Avec de la motivation et un certain goût du risque, on déplace des montagnes. Et puis, il ne faut pas forcément avoir fait "Dauphine" pour être un bon gestionnaire. En revanche, il faut savoir compter et mener son budget en bon père de famille. Et pour les plus réfractaires, il existe des outils d'aide à la gestion, à la comptabilité et des formations sur le site de l'APCE. L'important est d'être accompagné. Et de se poser les bonnes questions : qu'est-ce que je veux produire ? Pour qui ? Comment ? Un bon "business plan" n'est pas seulement financier.
"Ce statut permet aux étudiants de se dégager du temps pour leurs démarches tout en étant coachés" // © ImageSource/REA
Le rapport que les jeunes entretiennent avec le numérique fait-il d'eux des entrepreneurs différents de leurs aînés ?
Oui, bien sûr. Ils ont une ouverture sur le monde que les générations précédentes ont beaucoup moins. La barrière des langues est tombée. Ils voyagent plus, du coup, ils ont plus d'idées et ont une vision internationale de leur marché. Et puis, ils ont une plus grande capacité à transformer et à innover. Ce sont aussi des zappeurs. Ils créent, ils vendent, ils recréent… Ce qui fait d'eux plus des entrepreneurs que des chefs d'entreprise.

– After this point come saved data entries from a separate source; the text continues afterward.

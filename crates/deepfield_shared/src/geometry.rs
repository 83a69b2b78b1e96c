//! # Grid Geometry
//!
//! Coordinates, square footprints and the power-of-two ladder of chunk sizes.
//!
//! ## Alignment
//!
//! A footprint of side `S` is *aligned* when both bottom-left components are
//! multiples of `S`. Aligned footprints of side `S` tile the plane, and every
//! aligned footprint of side `S` lies inside exactly one aligned footprint of
//! side `2S` (its parent). The cache relies on this to find ancestors and
//! siblings by arithmetic instead of by search.
//!
//! ```text
//!   (0,32) ┌────────┬────────┐
//!          │ (0,16) │(16,16) │   four side-16 siblings
//!          ├────────┼────────┤   tile one side-32 parent
//!          │ (0,0)  │ (16,0) │
//!   (0,0)  └────────┴────────┘ (32,0)
//! ```

use serde::{Deserialize, Serialize};
use thiserror::Error;

/// Largest side length the ladder may reach. Keeps `x + side` inside `i32`
/// arithmetic for any aligned footprint.
pub const MAX_SIDE_LENGTH: u32 = 1 << 30;

/// A cell of the world grid.
#[derive(
    Clone, Copy, Debug, Default, PartialEq, Eq, PartialOrd, Ord, Hash, Serialize, Deserialize,
)]
pub struct Coordinate {
    /// X component.
    pub x: i32,
    /// Y component.
    pub y: i32,
}

impl Coordinate {
    /// Creates a new coordinate.
    #[inline]
    #[must_use]
    pub const fn new(x: i32, y: i32) -> Self {
        Self { x, y }
    }

    /// Euclidean distance from the world origin.
    #[must_use]
    pub fn distance_from_origin(self) -> f64 {
        f64::from(self.x).hypot(f64::from(self.y))
    }
}

/// Errors raised when a footprint does not fit the chunk ladder.
#[derive(Error, Debug, Clone, PartialEq, Eq)]
pub enum FootprintError {
    /// Side length is not `min_side * 2^k` within `[min_side, max_side]`.
    #[error("side length {side} is not on the chunk ladder [{min_side}, {max_side}]")]
    OffLadder {
        /// Offending side length.
        side: u32,
        /// Smallest allowed side.
        min_side: u32,
        /// Largest allowed side.
        max_side: u32,
    },

    /// Bottom-left corner is not a multiple of the side length.
    #[error("footprint at ({x}, {y}) is not aligned to side {side}")]
    Misaligned {
        /// Bottom-left x.
        x: i32,
        /// Bottom-left y.
        y: i32,
        /// Side length.
        side: u32,
    },
}

/// An axis-aligned square of grid cells.
///
/// Covers `[x, x + side) × [y, y + side)`.
#[derive(Clone, Copy, Debug, PartialEq, Eq, Hash, Serialize, Deserialize)]
#[serde(rename_all = "camelCase")]
pub struct Footprint {
    /// Bottom-left (minimum) corner.
    pub bottom_left: Coordinate,
    /// Edge length in cells.
    pub side_length: u32,
}

impl Footprint {
    /// Creates a footprint. No alignment is enforced here; see
    /// [`ChunkGeometry::validate`].
    #[inline]
    #[must_use]
    pub const fn new(bottom_left: Coordinate, side_length: u32) -> Self {
        Self {
            bottom_left,
            side_length,
        }
    }

    /// Returns the aligned footprint of side `side_length` containing `coords`.
    #[must_use]
    pub fn aligned(coords: Coordinate, side_length: u32) -> Self {
        let side = side_as_i64(side_length);
        let snap = |v: i32| {
            #[allow(clippy::cast_possible_truncation)]
            let snapped = (i64::from(v).div_euclid(side) * side) as i32;
            snapped
        };
        Self::new(Coordinate::new(snap(coords.x), snap(coords.y)), side_length)
    }

    /// True when the bottom-left corner sits on the side-length grid.
    #[must_use]
    pub fn is_aligned(&self) -> bool {
        let side = side_as_i64(self.side_length);
        side > 0
            && i64::from(self.bottom_left.x).rem_euclid(side) == 0
            && i64::from(self.bottom_left.y).rem_euclid(side) == 0
    }

    /// Number of cells covered.
    #[inline]
    #[must_use]
    pub fn area(&self) -> u64 {
        u64::from(self.side_length) * u64::from(self.side_length)
    }

    /// The aligned footprint of twice the side length containing this one.
    #[must_use]
    pub fn parent(&self) -> Self {
        Self::aligned(self.bottom_left, self.side_length * 2)
    }

    /// The four quadrants of this footprint, in the order
    /// bottom-left, bottom-right, top-left, top-right.
    #[must_use]
    pub fn children(&self) -> [Self; 4] {
        let half = self.side_length / 2;
        quadrants(self.bottom_left, half)
    }

    /// The three same-size footprints that, together with `self`, tile
    /// [`Footprint::parent`].
    #[must_use]
    pub fn siblings(&self) -> [Self; 3] {
        let parent = self.parent();
        let mut out = [*self; 3];
        let mut i = 0;
        for quadrant in quadrants(parent.bottom_left, self.side_length) {
            if quadrant != *self && i < out.len() {
                out[i] = quadrant;
                i += 1;
            }
        }
        out
    }

    /// True when `other` lies entirely inside `self` (equality included).
    #[must_use]
    pub fn contains(&self, other: &Footprint) -> bool {
        let (ax, ay, a_end_x, a_end_y) = self.bounds();
        let (bx, by, b_end_x, b_end_y) = other.bounds();
        bx >= ax && by >= ay && b_end_x <= a_end_x && b_end_y <= a_end_y
    }

    /// True when the two footprints share at least one cell.
    #[must_use]
    pub fn overlaps(&self, other: &Footprint) -> bool {
        let (ax, ay, a_end_x, a_end_y) = self.bounds();
        let (bx, by, b_end_x, b_end_y) = other.bounds();
        ax < b_end_x && bx < a_end_x && ay < b_end_y && by < a_end_y
    }

    /// True when `coords` lies inside the footprint.
    #[must_use]
    pub fn contains_coordinate(&self, coords: Coordinate) -> bool {
        let (ax, ay, a_end_x, a_end_y) = self.bounds();
        let (x, y) = (i64::from(coords.x), i64::from(coords.y));
        x >= ax && y >= ay && x < a_end_x && y < a_end_y
    }

    /// Geometric center.
    #[must_use]
    pub fn center(&self) -> (f64, f64) {
        let half = f64::from(self.side_length) / 2.0;
        (
            f64::from(self.bottom_left.x) + half,
            f64::from(self.bottom_left.y) + half,
        )
    }

    /// Half of the diagonal: the distance from the center to any corner.
    #[must_use]
    pub fn half_diagonal(&self) -> f64 {
        f64::from(self.side_length) * std::f64::consts::SQRT_2 / 2.0
    }

    /// Every cell in row-major order (x varies fastest).
    ///
    /// The position of a cell in this sequence is its shard index: lane `l` of
    /// `n` owns exactly the cells whose index is `l` modulo `n`.
    pub fn coordinates(&self) -> impl Iterator<Item = Coordinate> {
        let origin = self.bottom_left;
        let side = u64::from(self.side_length);
        (0..self.area()).map(move |i| {
            #[allow(clippy::cast_possible_truncation, clippy::cast_possible_wrap)]
            let (dx, dy) = ((i % side) as i32, (i / side) as i32);
            Coordinate::new(origin.x + dx, origin.y + dy)
        })
    }

    /// `(min_x, min_y, end_x, end_y)` with exclusive ends, widened to avoid overflow.
    fn bounds(&self) -> (i64, i64, i64, i64) {
        let x = i64::from(self.bottom_left.x);
        let y = i64::from(self.bottom_left.y);
        let side = side_as_i64(self.side_length);
        (x, y, x + side, y + side)
    }
}

fn side_as_i64(side: u32) -> i64 {
    i64::from(side)
}

fn quadrants(origin: Coordinate, side: u32) -> [Footprint; 4] {
    #[allow(clippy::cast_possible_wrap)]
    let s = side as i32;
    [
        Footprint::new(origin, side),
        Footprint::new(Coordinate::new(origin.x + s, origin.y), side),
        Footprint::new(Coordinate::new(origin.x, origin.y + s), side),
        Footprint::new(Coordinate::new(origin.x + s, origin.y + s), side),
    ]
}

/// The ladder of permitted chunk side lengths.
///
/// Valid sides are `min_side`, `2 * min_side`, ... up to `max_side`.
#[derive(Clone, Copy, Debug, PartialEq, Eq, Serialize, Deserialize)]
#[serde(default)]
pub struct ChunkGeometry {
    /// Smallest side length; the unit the miner dispatches.
    pub min_side: u32,
    /// Largest side length merging may produce.
    pub max_side: u32,
}

impl Default for ChunkGeometry {
    fn default() -> Self {
        Self {
            min_side: 16,
            max_side: 16_384,
        }
    }
}

impl ChunkGeometry {
    /// Creates a geometry. Call [`ChunkGeometry::check`] before use.
    #[must_use]
    pub const fn new(min_side: u32, max_side: u32) -> Self {
        Self { min_side, max_side }
    }

    /// Returns true if the ladder itself is well formed.
    #[must_use]
    pub fn check(&self) -> bool {
        self.min_side > 0
            && self.max_side >= self.min_side
            && self.max_side <= MAX_SIDE_LENGTH
            && self.max_side % self.min_side == 0
            && (self.max_side / self.min_side).is_power_of_two()
    }

    /// True if `side` is on the ladder.
    #[must_use]
    pub fn is_on_ladder(&self, side: u32) -> bool {
        side >= self.min_side
            && side <= self.max_side
            && side % self.min_side == 0
            && (side / self.min_side).is_power_of_two()
    }

    /// Checks that a footprint can live in the cache.
    ///
    /// # Errors
    ///
    /// Returns [`FootprintError`] if the side is off the ladder or the corner
    /// is misaligned.
    pub fn validate(&self, footprint: &Footprint) -> Result<(), FootprintError> {
        if !self.is_on_ladder(footprint.side_length) {
            return Err(FootprintError::OffLadder {
                side: footprint.side_length,
                min_side: self.min_side,
                max_side: self.max_side,
            });
        }
        if !footprint.is_aligned() {
            return Err(FootprintError::Misaligned {
                x: footprint.bottom_left.x,
                y: footprint.bottom_left.y,
                side: footprint.side_length,
            });
        }
        Ok(())
    }

    /// Side lengths from `from` (inclusive) up to `max_side`, doubling.
    pub fn sides_from(&self, from: u32) -> impl Iterator<Item = u32> {
        let max = self.max_side;
        std::iter::successors(Some(from), move |&s| s.checked_mul(2))
            .take_while(move |&s| s <= max)
    }
}

#[cfg(test)]
mod tests {
    use super::*;

    fn fp(x: i32, y: i32, side: u32) -> Footprint {
        Footprint::new(Coordinate::new(x, y), side)
    }

    #[test]
    fn test_aligned_floors_negative_coordinates() {
        assert_eq!(Footprint::aligned(Coordinate::new(-1, -17), 16), fp(-16, -32, 16));
        assert_eq!(Footprint::aligned(Coordinate::new(31, 16), 16), fp(16, 16, 16));
        assert_eq!(Footprint::aligned(Coordinate::new(31, 16), 32), fp(0, 0, 32));
    }

    #[test]
    fn test_siblings_tile_parent() {
        let a = fp(16, 0, 16);
        let parent = a.parent();
        assert_eq!(parent, fp(0, 0, 32));

        let siblings = a.siblings();
        assert!(!siblings.contains(&a));
        let mut all: Vec<_> = siblings.to_vec();
        all.push(a);
        all.sort_by_key(|f| (f.bottom_left.y, f.bottom_left.x));
        assert_eq!(all, parent.children().to_vec());
    }

    #[test]
    fn test_siblings_in_negative_quadrant() {
        let a = fp(-16, -16, 16);
        assert_eq!(a.parent(), fp(-32, -32, 32));
        let siblings = a.siblings();
        assert!(siblings.contains(&fp(-32, -32, 16)));
        assert!(siblings.contains(&fp(-16, -32, 16)));
        assert!(siblings.contains(&fp(-32, -16, 16)));
    }

    #[test]
    fn test_contains_and_overlaps() {
        let big = fp(0, 0, 32);
        assert!(big.contains(&fp(16, 16, 16)));
        assert!(big.contains(&big));
        assert!(!big.contains(&fp(16, 16, 32)));
        assert!(big.overlaps(&fp(16, 16, 32)));
        assert!(!big.overlaps(&fp(32, 0, 16)));
        assert!(big.contains_coordinate(Coordinate::new(31, 0)));
        assert!(!big.contains_coordinate(Coordinate::new(32, 0)));
    }

    #[test]
    fn test_coordinates_row_major() {
        let cells: Vec<_> = fp(4, 8, 2).coordinates().collect();
        assert_eq!(
            cells,
            vec![
                Coordinate::new(4, 8),
                Coordinate::new(5, 8),
                Coordinate::new(4, 9),
                Coordinate::new(5, 9),
            ]
        );
        assert_eq!(fp(0, 0, 16).coordinates().count(), 256);
    }

    #[test]
    fn test_geometry_validation() {
        let geometry = ChunkGeometry::new(16, 256);
        assert!(geometry.check());
        assert!(geometry.validate(&fp(32, 48, 16)).is_ok());
        assert!(geometry.validate(&fp(64, 0, 64)).is_ok());
        assert!(matches!(
            geometry.validate(&fp(0, 0, 48)),
            Err(FootprintError::OffLadder { .. })
        ));
        assert!(matches!(
            geometry.validate(&fp(0, 0, 512)),
            Err(FootprintError::OffLadder { .. })
        ));
        assert!(matches!(
            geometry.validate(&fp(16, 0, 32)),
            Err(FootprintError::Misaligned { .. })
        ));

        assert!(!ChunkGeometry::new(16, 48).check());
        assert!(!ChunkGeometry::new(0, 16).check());
        assert!(!ChunkGeometry::new(32, 16).check());
    }

    #[test]
    fn test_sides_from() {
        let geometry = ChunkGeometry::new(16, 128);
        let sides: Vec<_> = geometry.sides_from(32).collect();
        assert_eq!(sides, vec![32, 64, 128]);
    }

    #[test]
    fn test_footprint_serde_shape() {
        let json = serde_json::to_string(&fp(-16, 32, 16)).unwrap();
        assert_eq!(json, r#"{"bottomLeft":{"x":-16,"y":32},"sideLength":16}"#);
    }
}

Pourquoi les jeunes sont-ils si nombreux à avoir envie de créer leur entreprise ? Pour gagner de l'argent ? Pour être plus libres que leurs parents ?
Parce que cette génération veut compter. La génération Y ne croit plus aux politiques. Elle veut avoir un pouvoir de décision, donc des responsabilités tout de suite. Ces jeunes sont pressés et n'ont aucune envie de grimper les échelons que l'entreprise leur impose. Leur nouvel héros, c'est l'entrepreneur qui, parti d'une simple idée, a su révolutionner le monde. Ils sont de la génération de ceux qui ont connu le chômage de leur parents, remerciés du jour au lendemain après des années d'investissement. En d'autres termes, ils veulent faire partie de la révolution entrepreneuriale.
Quels conseils leur donneriez-vous à tous ces entrepreneurs en devenir ?
Informez-vous, poussez la porte des Chambres de commerce et des métiers, faites-vous accompagner, et allez au bout des choses. L'échec est une expérience que les entrepreneurs savent valoriser. La France a besoin de vous.